======== DATA TO EXAMINE
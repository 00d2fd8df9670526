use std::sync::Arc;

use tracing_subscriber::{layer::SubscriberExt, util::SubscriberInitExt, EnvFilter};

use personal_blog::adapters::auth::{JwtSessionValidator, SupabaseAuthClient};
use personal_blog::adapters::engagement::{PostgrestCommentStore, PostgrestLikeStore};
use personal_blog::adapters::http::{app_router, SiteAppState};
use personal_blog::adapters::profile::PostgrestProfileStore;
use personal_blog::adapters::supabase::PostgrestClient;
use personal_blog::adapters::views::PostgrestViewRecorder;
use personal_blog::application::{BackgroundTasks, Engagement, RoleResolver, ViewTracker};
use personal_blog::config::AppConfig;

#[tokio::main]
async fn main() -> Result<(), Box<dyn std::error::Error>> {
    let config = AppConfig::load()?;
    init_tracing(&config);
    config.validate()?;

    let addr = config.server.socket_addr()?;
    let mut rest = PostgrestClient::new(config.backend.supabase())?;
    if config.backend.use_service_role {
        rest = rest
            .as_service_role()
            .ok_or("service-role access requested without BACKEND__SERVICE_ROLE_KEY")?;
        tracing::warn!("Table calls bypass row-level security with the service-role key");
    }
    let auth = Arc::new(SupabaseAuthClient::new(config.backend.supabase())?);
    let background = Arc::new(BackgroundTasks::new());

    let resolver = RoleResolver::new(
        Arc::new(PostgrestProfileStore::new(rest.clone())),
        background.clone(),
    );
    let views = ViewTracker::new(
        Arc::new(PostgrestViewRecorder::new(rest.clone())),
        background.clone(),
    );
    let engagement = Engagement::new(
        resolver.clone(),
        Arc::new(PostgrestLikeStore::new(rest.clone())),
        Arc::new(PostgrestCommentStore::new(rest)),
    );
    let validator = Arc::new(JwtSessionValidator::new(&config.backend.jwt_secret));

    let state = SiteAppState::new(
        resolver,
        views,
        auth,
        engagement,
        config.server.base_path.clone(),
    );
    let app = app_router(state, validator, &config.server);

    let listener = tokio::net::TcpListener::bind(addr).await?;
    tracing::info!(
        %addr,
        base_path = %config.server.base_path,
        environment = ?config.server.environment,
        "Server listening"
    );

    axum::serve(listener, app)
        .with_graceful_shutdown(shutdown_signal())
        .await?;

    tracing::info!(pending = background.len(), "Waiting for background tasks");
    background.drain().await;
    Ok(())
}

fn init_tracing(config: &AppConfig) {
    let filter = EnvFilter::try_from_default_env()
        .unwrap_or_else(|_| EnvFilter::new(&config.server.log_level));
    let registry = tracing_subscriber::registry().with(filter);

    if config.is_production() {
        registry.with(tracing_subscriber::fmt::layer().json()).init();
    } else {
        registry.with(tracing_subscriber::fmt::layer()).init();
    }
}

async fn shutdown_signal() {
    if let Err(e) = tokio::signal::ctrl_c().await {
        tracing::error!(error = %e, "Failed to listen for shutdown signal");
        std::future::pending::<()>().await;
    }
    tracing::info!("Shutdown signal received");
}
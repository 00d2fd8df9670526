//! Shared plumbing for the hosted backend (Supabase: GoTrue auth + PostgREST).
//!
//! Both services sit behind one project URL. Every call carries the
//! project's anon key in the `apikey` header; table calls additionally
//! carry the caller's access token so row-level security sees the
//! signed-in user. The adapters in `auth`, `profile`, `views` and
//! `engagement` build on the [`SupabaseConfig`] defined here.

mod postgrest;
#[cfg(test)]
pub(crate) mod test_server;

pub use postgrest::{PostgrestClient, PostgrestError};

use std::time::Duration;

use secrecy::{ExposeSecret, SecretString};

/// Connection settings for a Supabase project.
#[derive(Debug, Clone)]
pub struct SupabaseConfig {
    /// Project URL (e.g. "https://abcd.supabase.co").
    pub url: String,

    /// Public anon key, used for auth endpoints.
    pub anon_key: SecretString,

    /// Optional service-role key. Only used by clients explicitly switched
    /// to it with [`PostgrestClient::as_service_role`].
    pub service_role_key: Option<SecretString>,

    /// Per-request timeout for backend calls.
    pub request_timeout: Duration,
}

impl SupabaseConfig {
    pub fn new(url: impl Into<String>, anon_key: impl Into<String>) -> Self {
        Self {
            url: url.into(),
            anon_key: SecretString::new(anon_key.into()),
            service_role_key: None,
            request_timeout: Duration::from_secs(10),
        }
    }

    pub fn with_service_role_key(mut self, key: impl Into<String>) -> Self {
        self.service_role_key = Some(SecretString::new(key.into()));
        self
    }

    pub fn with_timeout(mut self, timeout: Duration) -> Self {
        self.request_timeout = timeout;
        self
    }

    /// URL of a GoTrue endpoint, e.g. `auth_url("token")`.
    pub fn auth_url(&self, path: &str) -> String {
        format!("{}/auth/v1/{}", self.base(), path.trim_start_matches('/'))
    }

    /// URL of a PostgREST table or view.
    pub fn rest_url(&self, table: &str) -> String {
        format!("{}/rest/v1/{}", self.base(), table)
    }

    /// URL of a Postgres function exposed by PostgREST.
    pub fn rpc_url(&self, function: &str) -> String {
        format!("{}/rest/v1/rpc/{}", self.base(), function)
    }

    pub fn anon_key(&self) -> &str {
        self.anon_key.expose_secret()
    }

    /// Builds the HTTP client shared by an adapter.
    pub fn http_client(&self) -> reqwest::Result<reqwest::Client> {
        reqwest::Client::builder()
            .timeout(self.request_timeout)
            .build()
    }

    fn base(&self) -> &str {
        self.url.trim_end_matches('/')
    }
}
================
## TASK GOAL
If a line comes after the one that contains "let config = AppConfig::load()?;", leave it out; return every line of the entries up to that point exactly, starting with the first, with that line included.

## EXERCISE RESULT
repository 00d2fd8df9670526
use std::sync::Arc;

use tracing_subscriber::{layer::SubscriberExt, util::SubscriberInitExt, EnvFilter};

use personal_blog::adapters::auth::{JwtSessionValidator, SupabaseAuthClient};
use personal_blog::adapters::engagement::{PostgrestCommentStore, PostgrestLikeStore};
use personal_blog::adapters::http::{app_router, SiteAppState};
use personal_blog::adapters::profile::PostgrestProfileStore;
use personal_blog::adapters::supabase::PostgrestClient;
use personal_blog::adapters::views::PostgrestViewRecorder;
use personal_blog::application::{BackgroundTasks, Engagement, RoleResolver, ViewTracker};
use personal_blog::config::AppConfig;

#[tokio::main]
async fn main() -> Result<(), Box<dyn std::error::Error>> {
    let config = AppConfig::load()?;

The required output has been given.